> [AIM OF THE TASK]
What is wanted is an exact copy of the lines from the top of the listing through the line containing "spawn come early.".

GIVEN INFORMATION section start

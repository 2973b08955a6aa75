//! Wall and battery generation
//!
//! Spawning is gated by distance travelled rather than elapsed time, so
//! spacing stays even regardless of frame rate.

use rand::Rng;

use super::state::{Anchor, GameState, Obstacle, Pickup};
use crate::tuning::Tuning;

/// Tracks where the most recent spawn of one entity kind has scrolled to.
///
/// Kept apart from the entity list so that collecting or pruning entities
/// never makes the next spawn come early.
#[derive(Debug, Clone, Copy, Default, PartialEq)]
pub struct SpawnCursor {
    last_x: Option<f32>,
}

impl SpawnCursor {
    /// Nothing spawned yet, or the last spawn has travelled far enough
    pub fn is_due(&self, tuning: &Tuning) -> bool {
        self.last_x.is_none_or(|x| x < tuning.spawn_line())
    }

    pub fn mark(&mut self, x: f32) {
        self.last_x = Some(x);
    }

    pub fn scroll(&mut self, dx: f32) {
        if let Some(x) = self.last_x.as_mut() {
            *x -= dx;
        }
    }

    pub fn last_x(&self) -> Option<f32> {
        self.last_x
    }
}

/// A wall at the right edge with random height and anchoring
pub fn random_obstacle<R: Rng + ?Sized>(tuning: &Tuning, rng: &mut R) -> Obstacle {
    let height = rng.random_range(tuning.wall_min_height..tuning.wall_max_height) as f32;
    let anchor = if rng.random_bool(0.5) {
        Anchor::Top
    } else {
        Anchor::Bottom
    };
    Obstacle::anchored(tuning.spawn_x(), height, anchor, tuning.surface_height)
}

/// A battery at `y` keeps the required margin from `wall`
pub fn clears_wall(tuning: &Tuning, y: f32, wall: &Obstacle) -> bool {
    y + tuning.pickup_margin <= wall.y || y - tuning.pickup_margin >= wall.bottom()
}

/// Pick a battery height that is reachable next to `wall`.
///
/// Rejection sampling, bounded by `max_pickup_attempts`; falls back to
/// [`fallback_pickup_y`] when every attempt lands inside the wall.
pub fn sample_pickup_y<R: Rng + ?Sized>(
    tuning: &Tuning,
    wall: &Obstacle,
    rng: &mut R,
) -> Option<f32> {
    let ceiling = tuning.surface_height - tuning.pickup_floor;
    if ceiling <= 0.0 {
        return None;
    }

    for _ in 0..tuning.max_pickup_attempts {
        let y = rng.random_range(0.0..ceiling);
        if clears_wall(tuning, y, wall) {
            return Some(y);
        }
    }

    let fallback = fallback_pickup_y(tuning, wall);
    log::warn!(
        "Battery sampling exhausted {} attempts, falling back to {:?}",
        tuning.max_pickup_attempts,
        fallback
    );
    fallback
}

/// Deterministic battery height: just below the wall, else just above it
pub fn fallback_pickup_y(tuning: &Tuning, wall: &Obstacle) -> Option<f32> {
    let ceiling = tuning.surface_height - tuning.pickup_floor;
    let below = wall.bottom() + tuning.pickup_margin;
    let above = wall.y - tuning.pickup_margin;
    [below, above]
        .into_iter()
        .find(|&y| (0.0..ceiling).contains(&y) && clears_wall(tuning, y, wall))
}

/// Spawn a wall if the spacing rule allows. Returns true if one was added.
pub fn spawn_obstacle<R: Rng + ?Sized>(state: &mut GameState, rng: &mut R) -> bool {
    if !state.wall_cursor.is_due(&state.tuning) {
        return false;
    }
    let wall = random_obstacle(&state.tuning, rng);
    log::trace!(
        "Wall spawned: height {} from {:?} (frame {})",
        wall.height,
        wall.anchor,
        state.frame
    );
    state.wall_cursor.mark(wall.x);
    state.obstacles.push(wall);
    true
}

/// Spawn a battery if the spacing rule allows and a wall exists to place
/// it against. Returns true if one was added.
pub fn spawn_pickup<R: Rng + ?Sized>(state: &mut GameState, rng: &mut R) -> bool {
    if !state.pickup_cursor.is_due(&state.tuning) {
        return false;
    }
    let Some(wall) = state.obstacles.last().copied() else {
        return false;
    };
    let Some(y) = sample_pickup_y(&state.tuning, &wall, rng) else {
        return false;
    };
    let x = state.tuning.spawn_x();
    state.pickup_cursor.mark(x);
    state.pickups.push(Pickup { x, y });
    true
}

#[cfg(test)]
mod tests {
    use super::*;
    use proptest::prelude::*;
    use rand::SeedableRng;
    use rand_pcg::Pcg32;

    fn running_state() -> GameState {
        let mut state = GameState::new(Tuning::default());
        state.begin_run("A");
        state
    }

    #[test]
    fn test_obstacle_height_and_anchor() {
        let tuning = Tuning::default();
        let mut rng = Pcg32::seed_from_u64(7);
        for _ in 0..500 {
            let wall = random_obstacle(&tuning, &mut rng);
            assert!(wall.height >= 100.0 && wall.height < 500.0);
            assert_eq!(wall.height, wall.height.floor());
            assert_eq!(wall.x, tuning.surface_width);
            match wall.anchor {
                Anchor::Top => assert_eq!(wall.y, 0.0),
                Anchor::Bottom => assert_eq!(wall.bottom(), tuning.surface_height),
            }
        }
    }

    #[test]
    fn test_both_anchors_occur() {
        let tuning = Tuning::default();
        let mut rng = Pcg32::seed_from_u64(11);
        let walls: Vec<_> = (0..100).map(|_| random_obstacle(&tuning, &mut rng)).collect();
        assert!(walls.iter().any(|w| w.anchor == Anchor::Top));
        assert!(walls.iter().any(|w| w.anchor == Anchor::Bottom));
    }

    #[test]
    fn test_no_pickup_without_wall() {
        let mut state = running_state();
        let mut rng = Pcg32::seed_from_u64(1);
        assert!(!spawn_pickup(&mut state, &mut rng));
        assert!(state.pickups.is_empty());
        assert_eq!(state.pickup_cursor.last_x(), None);
    }

    #[test]
    fn test_spawns_respect_spacing() {
        let mut state = running_state();
        let mut rng = Pcg32::seed_from_u64(3);
        let speed = state.tuning.scroll_speed;
        let mut travelled_since_wall: Option<f32> = None;
        let mut travelled_since_pickup: Option<f32> = None;

        for _ in 0..5000 {
            if spawn_obstacle(&mut state, &mut rng) {
                if let Some(d) = travelled_since_wall {
                    assert!(d >= state.tuning.spawn_spacing, "walls {d}px apart");
                }
                travelled_since_wall = Some(0.0);
            }
            if spawn_pickup(&mut state, &mut rng) {
                if let Some(d) = travelled_since_pickup {
                    assert!(d >= state.tuning.spawn_spacing, "batteries {d}px apart");
                }
                travelled_since_pickup = Some(0.0);
            }
            state.wall_cursor.scroll(speed);
            state.pickup_cursor.scroll(speed);
            travelled_since_wall = travelled_since_wall.map(|d| d + speed);
            travelled_since_pickup = travelled_since_pickup.map(|d| d + speed);
        }
    }

    #[test]
    fn test_collecting_last_pickup_does_not_respawn_early() {
        let mut state = running_state();
        let mut rng = Pcg32::seed_from_u64(5);
        assert!(spawn_obstacle(&mut state, &mut rng));
        assert!(spawn_pickup(&mut state, &mut rng));
        state.pickups.clear();
        assert!(!spawn_pickup(&mut state, &mut rng));
    }

    #[test]
    fn test_fallback_below_top_wall() {
        let tuning = Tuning::default();
        let wall = Obstacle::anchored(0.0, 400.0, Anchor::Top, tuning.surface_height);
        assert_eq!(fallback_pickup_y(&tuning, &wall), Some(425.0));
    }

    #[test]
    fn test_fallback_above_bottom_wall() {
        let tuning = Tuning::default();
        let wall = Obstacle::anchored(0.0, 400.0, Anchor::Bottom, tuning.surface_height);
        // Below would be 625, past the floor line
        assert_eq!(fallback_pickup_y(&tuning, &wall), Some(175.0));
    }

    #[test]
    fn test_fallback_none_when_wall_fills_surface() {
        let tuning = Tuning::default();
        let wall = Obstacle::anchored(0.0, 600.0, Anchor::Top, tuning.surface_height);
        assert_eq!(fallback_pickup_y(&tuning, &wall), None);
        let mut rng = Pcg32::seed_from_u64(9);
        assert_eq!(sample_pickup_y(&tuning, &wall, &mut rng), None);
    }

    proptest! {
        #[test]
        fn prop_pickup_clears_latest_wall(
            seed in any::<u64>(),
            height in 100u32..500,
            top in any::<bool>(),
            attempts in 0u32..4,
        ) {
            let tuning = Tuning { max_pickup_attempts: attempts, ..Tuning::default() };
            let anchor = if top { Anchor::Top } else { Anchor::Bottom };
            let wall = Obstacle::anchored(0.0, height as f32, anchor, tuning.surface_height);
            let mut rng = Pcg32::seed_from_u64(seed);

            let y = sample_pickup_y(&tuning, &wall, &mut rng);
            prop_assert!(y.is_some());
            let y = y.unwrap();
            prop_assert!(y + 25.0 <= wall.y || y - 25.0 >= wall.bottom());
            prop_assert!((0.0..550.0).contains(&y));
        }
    }
}
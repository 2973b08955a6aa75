//! Image asset tracking
//!
//! The first frame needs every sprite. [`AssetTracker`] collects per-image
//! load results and reports a single terminal event: all ready, or failed
//! (an image errored, or the deadline passed first).

use std::collections::BTreeSet;

use thiserror::Error;

/// Named image resources
#[derive(Debug, Clone, Copy, PartialEq, Eq, PartialOrd, Ord, Hash)]
pub enum Sprite {
    Player,
    Background,
}

impl Sprite {
    pub const ALL: [Sprite; 2] = [Sprite::Player, Sprite::Background];
}

#[derive(Debug, Clone, PartialEq, Eq, Error)]
pub enum AssetError {
    #[error("failed to load {sprite:?} image from {url}")]
    Failed { sprite: Sprite, url: String },
    #[error("timed out after {waited_ms}ms waiting for {pending:?}")]
    TimedOut { pending: Vec<Sprite>, waited_ms: u32 },
}

/// Terminal result of loading
#[derive(Debug, Clone, PartialEq, Eq)]
pub enum LoadEvent {
    Ready,
    Failed(AssetError),
}

#[derive(Debug, Clone, PartialEq, Eq)]
enum LoadState {
    Loading,
    Done,
}

/// Waits for a fixed set of sprites
#[derive(Debug, Clone)]
pub struct AssetTracker {
    pending: BTreeSet<Sprite>,
    started_ms: f64,
    timeout_ms: u32,
    state: LoadState,
}

impl AssetTracker {
    pub fn new(sprites: &[Sprite], started_ms: f64, timeout_ms: u32) -> Self {
        Self {
            pending: sprites.iter().copied().collect(),
            started_ms,
            timeout_ms,
            state: LoadState::Loading,
        }
    }

    pub fn is_loading(&self) -> bool {
        self.state == LoadState::Loading
    }

    /// Loaded and nothing failed
    pub fn is_ready(&self) -> bool {
        self.state == LoadState::Done && self.pending.is_empty()
    }

    /// Loading finished or failed; only the call completing the set
    /// returns `Some(Ready)`.
    pub fn mark_loaded(&mut self, sprite: Sprite) -> Option<LoadEvent> {
        if !self.is_loading() {
            return None;
        }
        self.pending.remove(&sprite);
        log::debug!("Loaded {:?}, {} remaining", sprite, self.pending.len());
        if self.pending.is_empty() {
            self.state = LoadState::Done;
            return Some(LoadEvent::Ready);
        }
        None
    }

    pub fn mark_failed(&mut self, sprite: Sprite, url: &str) -> Option<LoadEvent> {
        if !self.is_loading() {
            return None;
        }
        self.state = LoadState::Done;
        Some(LoadEvent::Failed(AssetError::Failed {
            sprite,
            url: url.to_string(),
        }))
    }

    /// Check the deadline at `now_ms`
    pub fn poll(&mut self, now_ms: f64) -> Option<LoadEvent> {
        if !self.is_loading() {
            return None;
        }
        let waited = now_ms - self.started_ms;
        if waited < self.timeout_ms as f64 {
            return None;
        }
        self.state = LoadState::Done;
        Some(LoadEvent::Failed(AssetError::TimedOut {
            pending: self.pending.iter().copied().collect(),
            waited_ms: waited as u32,
        }))
    }
}

#[cfg(test)]
mod tests {
    use super::*;

    #[test]
    fn test_ready_fires_once() {
        let mut assets = AssetTracker::new(&Sprite::ALL, 0.0, 1000);
        assert_eq!(assets.mark_loaded(Sprite::Background), None);
        assert_eq!(assets.mark_loaded(Sprite::Background), None);
        assert!(!assets.is_ready());
        assert_eq!(assets.mark_loaded(Sprite::Player), Some(LoadEvent::Ready));
        assert!(assets.is_ready());
        assert_eq!(assets.mark_loaded(Sprite::Player), None);
        assert_eq!(assets.poll(5000.0), None);
    }

    #[test]
    fn test_timeout_fires_once() {
        let mut assets = AssetTracker::new(&Sprite::ALL, 100.0, 1000);
        assets.mark_loaded(Sprite::Player);
        assert_eq!(assets.poll(1099.0), None);
        assert_eq!(
            assets.poll(1100.0),
            Some(LoadEvent::Failed(AssetError::TimedOut {
                pending: vec![Sprite::Background],
                waited_ms: 1000,
            }))
        );
        assert_eq!(assets.poll(2000.0), None);
        assert_eq!(assets.mark_loaded(Sprite::Background), None);
        assert!(!assets.is_ready());
    }

    #[test]
    fn test_failure_is_terminal() {
        let mut assets = AssetTracker::new(&Sprite::ALL, 0.0, 1000);
        let event = assets.mark_failed(Sprite::Player, "img/kvad.png");
        assert!(matches!(
            event,
            Some(LoadEvent::Failed(AssetError::Failed {
                sprite: Sprite::Player,
                ..
            }))
        ));
        assert_eq!(assets.mark_loaded(Sprite::Background), None);
        assert_eq!(assets.mark_failed(Sprite::Background, "x"), None);
        assert!(!assets.is_ready());
    }
}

GIVEN INFORMATION section end

> [WRITTEN RESPONSE]
repository 2973b08955a6aa75
//! Wall and battery generation
//!
//! Spawning is gated by distance travelled rather than elapsed time, so
//! spacing stays even regardless of frame rate.

use rand::Rng;

use super::state::{Anchor, GameState, Obstacle, Pickup};
use crate::tuning::Tuning;

/// Tracks where the most recent spawn of one entity kind has scrolled to.
///
/// Kept apart from the entity list so that collecting or pruning entities
/// never makes the next spawn come early.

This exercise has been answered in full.